» Problem details
For this exercise, write out exactly the lines of the material from the one containing "let mut chart = Chart::create(surface, config);" through the end, both ends included, and nothing more.

════════════════════

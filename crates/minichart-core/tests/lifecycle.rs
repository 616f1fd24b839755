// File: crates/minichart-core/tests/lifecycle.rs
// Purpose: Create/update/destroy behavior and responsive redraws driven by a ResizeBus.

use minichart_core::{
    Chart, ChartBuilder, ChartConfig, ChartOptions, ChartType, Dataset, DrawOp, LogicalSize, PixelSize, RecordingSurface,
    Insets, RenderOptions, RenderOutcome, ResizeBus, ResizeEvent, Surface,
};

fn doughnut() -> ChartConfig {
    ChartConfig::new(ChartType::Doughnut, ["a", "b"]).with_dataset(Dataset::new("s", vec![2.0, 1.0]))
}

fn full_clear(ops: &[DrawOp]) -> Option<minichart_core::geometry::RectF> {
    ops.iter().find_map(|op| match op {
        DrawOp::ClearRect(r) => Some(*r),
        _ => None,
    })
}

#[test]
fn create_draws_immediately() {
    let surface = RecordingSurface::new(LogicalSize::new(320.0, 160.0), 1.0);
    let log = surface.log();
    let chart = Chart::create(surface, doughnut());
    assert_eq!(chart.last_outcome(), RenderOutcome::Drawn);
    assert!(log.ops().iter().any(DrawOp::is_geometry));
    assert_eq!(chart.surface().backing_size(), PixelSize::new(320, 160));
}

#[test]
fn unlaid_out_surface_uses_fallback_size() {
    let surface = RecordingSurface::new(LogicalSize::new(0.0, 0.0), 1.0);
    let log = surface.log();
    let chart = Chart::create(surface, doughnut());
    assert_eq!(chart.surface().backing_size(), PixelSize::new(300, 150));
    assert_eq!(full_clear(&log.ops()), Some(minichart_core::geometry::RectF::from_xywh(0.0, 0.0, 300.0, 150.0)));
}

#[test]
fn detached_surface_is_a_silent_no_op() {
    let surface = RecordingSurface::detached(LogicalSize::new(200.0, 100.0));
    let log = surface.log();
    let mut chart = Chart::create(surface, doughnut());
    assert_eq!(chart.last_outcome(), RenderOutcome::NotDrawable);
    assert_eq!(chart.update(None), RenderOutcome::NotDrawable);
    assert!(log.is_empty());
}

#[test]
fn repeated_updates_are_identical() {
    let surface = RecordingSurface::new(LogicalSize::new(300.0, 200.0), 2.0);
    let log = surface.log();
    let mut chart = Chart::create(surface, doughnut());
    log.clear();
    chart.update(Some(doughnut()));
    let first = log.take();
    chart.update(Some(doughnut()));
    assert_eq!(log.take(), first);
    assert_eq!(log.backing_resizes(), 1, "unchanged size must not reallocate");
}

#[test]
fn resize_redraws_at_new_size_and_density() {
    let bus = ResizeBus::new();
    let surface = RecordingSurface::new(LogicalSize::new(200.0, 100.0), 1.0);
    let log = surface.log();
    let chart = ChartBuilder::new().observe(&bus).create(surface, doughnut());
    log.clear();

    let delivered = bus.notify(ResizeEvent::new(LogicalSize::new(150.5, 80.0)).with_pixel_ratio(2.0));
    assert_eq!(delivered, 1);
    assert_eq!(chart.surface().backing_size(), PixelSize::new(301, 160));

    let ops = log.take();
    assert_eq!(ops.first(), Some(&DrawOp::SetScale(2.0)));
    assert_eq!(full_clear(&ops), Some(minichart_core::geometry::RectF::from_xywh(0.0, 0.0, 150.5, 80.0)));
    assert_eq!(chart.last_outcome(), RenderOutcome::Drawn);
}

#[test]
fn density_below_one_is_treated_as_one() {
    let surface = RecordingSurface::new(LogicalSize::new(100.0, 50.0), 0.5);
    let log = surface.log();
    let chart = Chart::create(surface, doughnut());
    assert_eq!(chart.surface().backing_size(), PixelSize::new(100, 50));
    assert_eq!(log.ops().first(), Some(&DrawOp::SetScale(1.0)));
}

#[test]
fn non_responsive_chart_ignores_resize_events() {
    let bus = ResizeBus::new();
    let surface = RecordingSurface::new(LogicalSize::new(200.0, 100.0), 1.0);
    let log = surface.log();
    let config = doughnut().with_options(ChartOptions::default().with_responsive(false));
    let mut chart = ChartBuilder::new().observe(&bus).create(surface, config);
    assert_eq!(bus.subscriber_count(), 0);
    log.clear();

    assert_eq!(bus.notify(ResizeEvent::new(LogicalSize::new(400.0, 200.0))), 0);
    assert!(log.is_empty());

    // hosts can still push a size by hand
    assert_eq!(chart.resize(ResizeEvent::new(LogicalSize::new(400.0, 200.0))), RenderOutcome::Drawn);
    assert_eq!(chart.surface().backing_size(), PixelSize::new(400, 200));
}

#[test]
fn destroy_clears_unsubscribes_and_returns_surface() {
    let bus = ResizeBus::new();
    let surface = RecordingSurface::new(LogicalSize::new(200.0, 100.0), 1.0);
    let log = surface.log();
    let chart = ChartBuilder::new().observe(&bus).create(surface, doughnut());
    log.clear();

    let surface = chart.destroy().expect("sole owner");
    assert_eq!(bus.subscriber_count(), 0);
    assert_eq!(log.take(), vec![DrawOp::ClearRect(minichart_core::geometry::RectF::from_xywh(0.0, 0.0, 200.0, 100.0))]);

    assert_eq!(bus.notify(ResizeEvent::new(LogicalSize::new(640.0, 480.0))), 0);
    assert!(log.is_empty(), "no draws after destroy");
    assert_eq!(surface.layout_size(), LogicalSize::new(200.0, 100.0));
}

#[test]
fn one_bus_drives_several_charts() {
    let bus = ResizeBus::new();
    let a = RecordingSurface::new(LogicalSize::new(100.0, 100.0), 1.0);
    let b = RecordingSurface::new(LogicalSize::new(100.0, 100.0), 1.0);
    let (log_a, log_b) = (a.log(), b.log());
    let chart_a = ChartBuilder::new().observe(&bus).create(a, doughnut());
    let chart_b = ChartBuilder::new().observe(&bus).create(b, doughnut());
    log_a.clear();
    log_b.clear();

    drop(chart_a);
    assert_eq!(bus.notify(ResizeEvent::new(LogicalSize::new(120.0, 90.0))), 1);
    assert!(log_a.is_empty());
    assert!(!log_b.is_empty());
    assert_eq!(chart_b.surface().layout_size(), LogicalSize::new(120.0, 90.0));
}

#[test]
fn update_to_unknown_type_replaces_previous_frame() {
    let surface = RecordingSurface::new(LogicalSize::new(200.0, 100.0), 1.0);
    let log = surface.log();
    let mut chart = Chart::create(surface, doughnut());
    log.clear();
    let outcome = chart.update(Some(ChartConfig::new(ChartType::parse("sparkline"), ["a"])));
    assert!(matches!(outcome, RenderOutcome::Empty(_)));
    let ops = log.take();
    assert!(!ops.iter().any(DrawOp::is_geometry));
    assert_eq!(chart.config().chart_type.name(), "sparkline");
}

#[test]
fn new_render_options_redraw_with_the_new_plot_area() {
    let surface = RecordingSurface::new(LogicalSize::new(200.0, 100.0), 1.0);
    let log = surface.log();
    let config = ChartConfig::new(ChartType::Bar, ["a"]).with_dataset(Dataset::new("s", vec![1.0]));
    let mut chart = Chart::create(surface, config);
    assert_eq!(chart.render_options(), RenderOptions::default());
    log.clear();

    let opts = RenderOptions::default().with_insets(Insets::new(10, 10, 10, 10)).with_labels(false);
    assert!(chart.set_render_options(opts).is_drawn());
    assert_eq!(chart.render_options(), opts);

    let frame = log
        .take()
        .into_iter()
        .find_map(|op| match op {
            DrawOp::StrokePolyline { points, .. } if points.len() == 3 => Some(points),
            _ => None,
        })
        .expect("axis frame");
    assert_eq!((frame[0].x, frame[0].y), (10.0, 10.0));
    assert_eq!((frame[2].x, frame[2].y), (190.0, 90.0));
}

════════════════════

» Output below
    let mut chart = Chart::create(surface, config);
    assert_eq!(chart.render_options(), RenderOptions::default());
    log.clear();

    let opts = RenderOptions::default().with_insets(Insets::new(10, 10, 10, 10)).with_labels(false);
    assert!(chart.set_render_options(opts).is_drawn());
    assert_eq!(chart.render_options(), opts);

    let frame = log
        .take()
        .into_iter()
        .find_map(|op| match op {
            DrawOp::StrokePolyline { points, .. } if points.len() == 3 => Some(points),
            _ => None,
        })
        .expect("axis frame");
    assert_eq!((frame[0].x, frame[0].y), (10.0, 10.0));
    assert_eq!((frame[2].x, frame[2].y), (190.0, 90.0));
}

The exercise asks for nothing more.